In 1989, after a few years hiatus from the Wilmington Athletic Club, Mattson led the team to the Middle Atlantic Senior Swimming Championship at the University of Delaware in the first week of December, despite a competitive field of 27 teams. Mattson credited the win partly to teaching body-mind synergistics to the team, and improving flexibility by conducting hatha yoga sessions taught by his wife Nancy who also served as a coach.

Bruce Gemmell, 56, a graduate of Delaware's Mount Pleasant High School believed “Bob was an innovator before being an innovator was cool.” Gemmell swam for Mattson as a kid and coached Katie Ledecky to five Olympic gold medals. Mattson was considered unique in always being willing to try new kick and stroke techniques instead of sticking exclusively with traditional methods. Gemmell, an outstanding coach himself, believed Mattson could make small changes in stroke technique that combined with masterful coaching could vastly improve a swimmer's technique and stroke mechanics.

==Athletes coached==
Swimmers he mentored at Wilmington included 1968 Olympians Dave Johnson and Jenny Bartz, 1976 Olympian and NCAA Champion Steve Gregg, and national champions, Marry-de Mackie, Jenni Franks and Seth Van Neerden, Tom Evans (NCSU) and Eric Ericson (UNC). He had many Olympic Trials qualifiers. Other outstanding swimmers included Larry Countryman, Shafer Henry, and Barbara Harris.

Mattson's former swimmers who became successful coaches included Edgar Johnson, older brother of the 1968 Olympian Dave, and Sid Cassidy.

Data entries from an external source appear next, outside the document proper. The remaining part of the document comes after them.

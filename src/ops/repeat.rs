//! Repeat operators: resubscribe to the source after it terminates
//! normally.
//!
//! `repeat(times)` is a [`Concat`](super::concat::Concat) over the same
//! source. [`RepeatWhen`] lets a handler decide: every time the source
//! finishes a round, a `()` is pushed into the subject the handler received,
//! and an item of the sequence the handler returns starts the next round.
//! Values of every round are streamed downstream.

use std::{
  collections::VecDeque,
  sync::{
    atomic::{AtomicBool, AtomicUsize, Ordering},
    Arc, Mutex, Weak,
  },
};

use tracing::debug;

use crate::{
  maybe::MaybeSource,
  observable::ObservableSource,
  observer::{MaybeObserver, Observer},
  subject::PublishSubject,
  subscription::{BoxedSubscription, Subscription, SubscriptionCell},
};

pub struct RepeatWhen<S, H> {
  source: Arc<S>,
  handler: Arc<H>,
}

impl<S, H> RepeatWhen<S, H> {
  pub(crate) fn new(source: S, handler: H) -> Self {
    Self { source: Arc::new(source), handler: Arc::new(handler) }
  }
}

impl<S, H, N> ObservableSource for RepeatWhen<S, H>
where
  S: MaybeSource,
  S::Err: Clone,
  H: Fn(PublishSubject<(), S::Err>) -> N + Send + Sync + 'static,
  N: ObservableSource<Err = S::Err>,
{
  type Item = S::Item;
  type Err = S::Err;

  fn actual_subscribe<O>(&self, mut observer: O)
  where
    O: Observer<Self::Item, Self::Err>,
  {
    let rounds = PublishSubject::new();
    let state = Arc::new_cyclic(|this| RepeatState {
      this: this.clone(),
      source: self.source.clone(),
      rounds: rounds.clone(),
      downstream: Mutex::new(None),
      disposed: AtomicBool::new(false),
      upstream: SubscriptionCell::new(),
      notifier: SubscriptionCell::new(),
      control: Mutex::new(Control { events: VecDeque::new(), active: false, wanted: true }),
      round: AtomicUsize::new(0),
      wip: AtomicUsize::new(0),
    });
    observer.on_subscribe(state.clone());
    *state.downstream.lock().unwrap() = Some(observer);
    (self.handler)(rounds).actual_subscribe(NotifierObserver { state: state.clone() });
    state.drain();
  }
}

enum Signal<Item, Err> {
  /// A round ended with a value.
  Value(Item),
  /// A round ended empty.
  Done,
  Error(Err),
  NotifierComplete,
  NotifierError(Err),
}

struct Control<Item, Err> {
  events: VecDeque<Signal<Item, Err>>,
  active: bool,
  wanted: bool,
}

enum Step<Item, Err> {
  Handle(Signal<Item, Err>),
  Subscribe,
  Idle,
}

struct RepeatState<S: MaybeSource, O> {
  this: Weak<Self>,
  source: Arc<S>,
  rounds: PublishSubject<(), S::Err>,
  /// Only the drain owner calls into it.
  downstream: Mutex<Option<O>>,
  disposed: AtomicBool,
  upstream: SubscriptionCell,
  notifier: SubscriptionCell,
  control: Mutex<Control<S::Item, S::Err>>,
  round: AtomicUsize,
  wip: AtomicUsize,
}

impl<S, O> RepeatState<S, O>
where
  S: MaybeSource,
  S::Err: Clone,
  O: Observer<S::Item, S::Err>,
{
  fn drain(&self) {
    if self.wip.fetch_add(1, Ordering::AcqRel) != 0 {
      return;
    }
    let mut missed = 1;
    loop {
      loop {
        match self.next_step() {
          Step::Handle(signal) => self.handle(signal),
          Step::Subscribe => {
            let round = self.round.fetch_add(1, Ordering::AcqRel);
            if round > 0 {
              debug!(round, "repeat_when resubscribing");
            }
            if let Some(state) = self.this.upgrade() {
              self.source.actual_subscribe(RoundObserver { state });
            }
          }
          Step::Idle => break,
        }
      }
      missed = self.wip.fetch_sub(missed, Ordering::AcqRel) - missed;
      if missed == 0 {
        break;
      }
    }
  }

  fn next_step(&self) -> Step<S::Item, S::Err> {
    let mut control = self.control.lock().unwrap();
    if self.disposed.load(Ordering::Acquire) {
      control.events.clear();
      drop(control);
      self.downstream.lock().unwrap().take();
      return Step::Idle;
    }
    if let Some(signal) = control.events.pop_front() {
      return Step::Handle(signal);
    }
    if control.wanted && !control.active {
      control.wanted = false;
      control.active = true;
      return Step::Subscribe;
    }
    Step::Idle
  }

  fn handle(&self, signal: Signal<S::Item, S::Err>) {
    match signal {
      Signal::Value(value) => {
        if let Some(observer) = self.downstream.lock().unwrap().as_mut() {
          observer.on_next(value);
        }
        self.rounds.on_next(());
      }
      Signal::Done => self.rounds.on_next(()),
      Signal::Error(err) => {
        self.notifier.unsubscribe();
        self.terminate(|observer| observer.on_error(err));
      }
      Signal::NotifierComplete => {
        self.upstream.unsubscribe();
        self.terminate(|observer| observer.on_complete());
      }
      Signal::NotifierError(err) => {
        self.upstream.unsubscribe();
        self.terminate(|observer| observer.on_error(err));
      }
    }
  }

  fn terminate(&self, deliver: impl FnOnce(O)) {
    self.disposed.store(true, Ordering::Release);
    let observer = self.downstream.lock().unwrap().take();
    if let Some(observer) = observer {
      deliver(observer);
    }
  }

  fn push(&self, signal: Signal<S::Item, S::Err>, round_over: bool) {
    {
      let mut control = self.control.lock().unwrap();
      if round_over {
        control.active = false;
      }
      control.events.push_back(signal);
    }
    self.drain();
  }

  fn want_next(&self) {
    self.control.lock().unwrap().wanted = true;
    self.drain();
  }
}

impl<S, O> Subscription for RepeatState<S, O>
where
  S: MaybeSource,
  S::Err: Clone,
  O: Observer<S::Item, S::Err>,
{
  fn unsubscribe(&self) {
    if !self.disposed.swap(true, Ordering::AcqRel) {
      self.upstream.unsubscribe();
      self.notifier.unsubscribe();
      self.drain();
    }
  }

  fn is_closed(&self) -> bool { self.disposed.load(Ordering::Acquire) }
}

pub struct RoundObserver<S: MaybeSource, O> {
  state: Arc<RepeatState<S, O>>,
}

impl<S, O> MaybeObserver<S::Item, S::Err> for RoundObserver<S, O>
where
  S: MaybeSource,
  S::Err: Clone,
  O: Observer<S::Item, S::Err>,
{
  fn on_subscribe(&mut self, subscription: BoxedSubscription) {
    self.state.upstream.replace(subscription);
  }

  fn on_success(self, value: S::Item) { self.state.push(Signal::Value(value), true) }

  fn on_complete(self) { self.state.push(Signal::Done, true) }

  fn on_error(self, err: S::Err) { self.state.push(Signal::Error(err), true) }
}

pub struct NotifierObserver<S: MaybeSource, O> {
  state: Arc<RepeatState<S, O>>,
}

impl<S, O, T> Observer<T, S::Err> for NotifierObserver<S, O>
where
  S: MaybeSource,
  S::Err: Clone,
  O: Observer<S::Item, S::Err>,
{
  fn on_subscribe(&mut self, subscription: BoxedSubscription) {
    self.state.notifier.try_set(subscription);
  }

  fn on_next(&mut self, _: T) { self.state.want_next() }

  fn on_complete(self) { self.state.push(Signal::NotifierComplete, false) }

  fn on_error(self, err: S::Err) { self.state.push(Signal::NotifierError(err), false) }
}

#[cfg(test)]
mod tests {
  use std::sync::{
    atomic::{AtomicUsize, Ordering},
    Arc,
  };

  use crate::{
    prelude::*,
    test_util::{Event, TestObserver},
  };

  fn counter() -> (impl SingleSource<Item = usize, Err = &'static str>, Arc<AtomicUsize>) {
    let runs = Arc::new(AtomicUsize::new(0));
    let c_runs = runs.clone();
    let source = single::defer(move || single::just(c_runs.fetch_add(1, Ordering::SeqCst) + 1));
    (source, runs)
  }

  #[rxsingle_macro::test]
  fn repeat_streams_every_round() {
    let (source, _) = counter();
    let spy = TestObserver::<usize, &str>::new();
    source.repeat(3).subscribe_with(spy.clone());
    assert_eq!(
      spy.events(),
      vec![Event::Next(1), Event::Next(2), Event::Next(3), Event::Complete]
    );
  }

  #[rxsingle_macro::test]
  fn repeat_stops_on_error() {
    let runs = Arc::new(AtomicUsize::new(0));
    let c_runs = runs.clone();
    let spy = TestObserver::<i32, &str>::new();
    maybe::defer(move || {
      if c_runs.fetch_add(1, Ordering::SeqCst) == 1 {
        maybe::error("second").box_it()
      } else {
        maybe::empty().box_it()
      }
    })
    .repeat(5)
    .subscribe_with(spy.clone());
    assert_eq!(spy.events(), vec![Event::Error("second")]);
    assert_eq!(runs.load(Ordering::SeqCst), 2);
  }

  #[rxsingle_macro::test]
  fn completable_repeat_stays_completable() {
    let runs = Arc::new(AtomicUsize::new(0));
    let c_runs = runs.clone();
    let spy = TestObserver::<(), &str>::new();
    completable::defer(move || {
      c_runs.fetch_add(1, Ordering::SeqCst);
      completable::complete()
    })
    .repeat(4)
    .subscribe_with(spy.clone());
    assert_eq!(spy.events(), vec![Event::Complete]);
    assert_eq!(runs.load(Ordering::SeqCst), 4);
  }

  #[rxsingle_macro::test]
  fn repeat_when_runs_until_the_notifier_completes() {
    let (source, runs) = counter();
    let spy = TestObserver::<usize, &str>::new();
    source.repeat_when(|rounds| rounds.take(2)).subscribe_with(spy.clone());
    // The second item and the completion arrive together.
    assert_eq!(spy.events(), vec![Event::Next(1), Event::Next(2), Event::Complete]);
    assert_eq!(runs.load(Ordering::SeqCst), 2);
  }

  #[rxsingle_macro::test]
  fn repeat_when_waits_for_the_notifier() {
    let trigger = PublishSubject::<(), &str>::new();
    let c_trigger = trigger.clone();
    let (source, runs) = counter();
    let spy = TestObserver::<usize, &str>::new();
    source.repeat_when(move |_| c_trigger.clone()).subscribe_with(spy.clone());
    assert_eq!(spy.values(), vec![1]);

    trigger.on_next(());
    trigger.on_next(());
    assert_eq!(spy.values(), vec![1, 2, 3]);
    trigger.on_error("stop");
    assert_eq!(spy.events().last(), Some(&Event::Error("stop")));
    assert_eq!(runs.load(Ordering::SeqCst), 3);
  }

  #[rxsingle_macro::test]
  fn repeat_when_dispose_releases_both_sides() {
    let trigger = PublishSubject::<(), &str>::new();
    let c_trigger = trigger.clone();
    let subject = MaybeSubject::<i32, &str>::new();
    let spy = TestObserver::<i32, &str>::new();
    subject.clone().repeat_when(move |_| c_trigger.clone()).subscribe_with(spy.clone());
    spy.dispose();
    assert!(!trigger.has_observers());
    assert!(!subject.has_observers());
  }

  #[rxsingle_macro::test]
  fn completable_repeat_when_counts_rounds() {
    let runs = Arc::new(AtomicUsize::new(0));
    let c_runs = runs.clone();
    let spy = TestObserver::<(), &str>::new();
    completable::defer(move || {
      c_runs.fetch_add(1, Ordering::SeqCst);
      completable::complete()
    })
    .repeat_when(|rounds| rounds.take(3))
    .subscribe_with(spy.clone());
    assert_eq!(spy.events(), vec![Event::Complete]);
    assert_eq!(runs.load(Ordering::SeqCst), 3);
  }
}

Johnson coached at the University of Delaware, and became their Athletic Director. Sid Cassidy coached with Mattson at WAC and later at St. Andrews Prep in Boca Raton, Florida.

==Honors==
Mattson was inducted into the North Carolina State University Swimming Hall of Fame, the North Carolina Swimming Hall of Fame, the Delaware Sports Hall of Fame in 2005, and as mentioned, the ASCA Coach's Hall of Fame.

Mattson died at the age of 93 on June 20, 2023, in Wilmington, Delaware. He married Nancy Haubein, after coaching her in the late 1950s when she was attending Newark High School. They married in 1961 when she was a student at the University of Delaware. Nancy also coached for many years. Mattson and Nancy had children Eric, and Jennifer, and Bob had a son Steve from a previous marriage. He had seven grandchildren.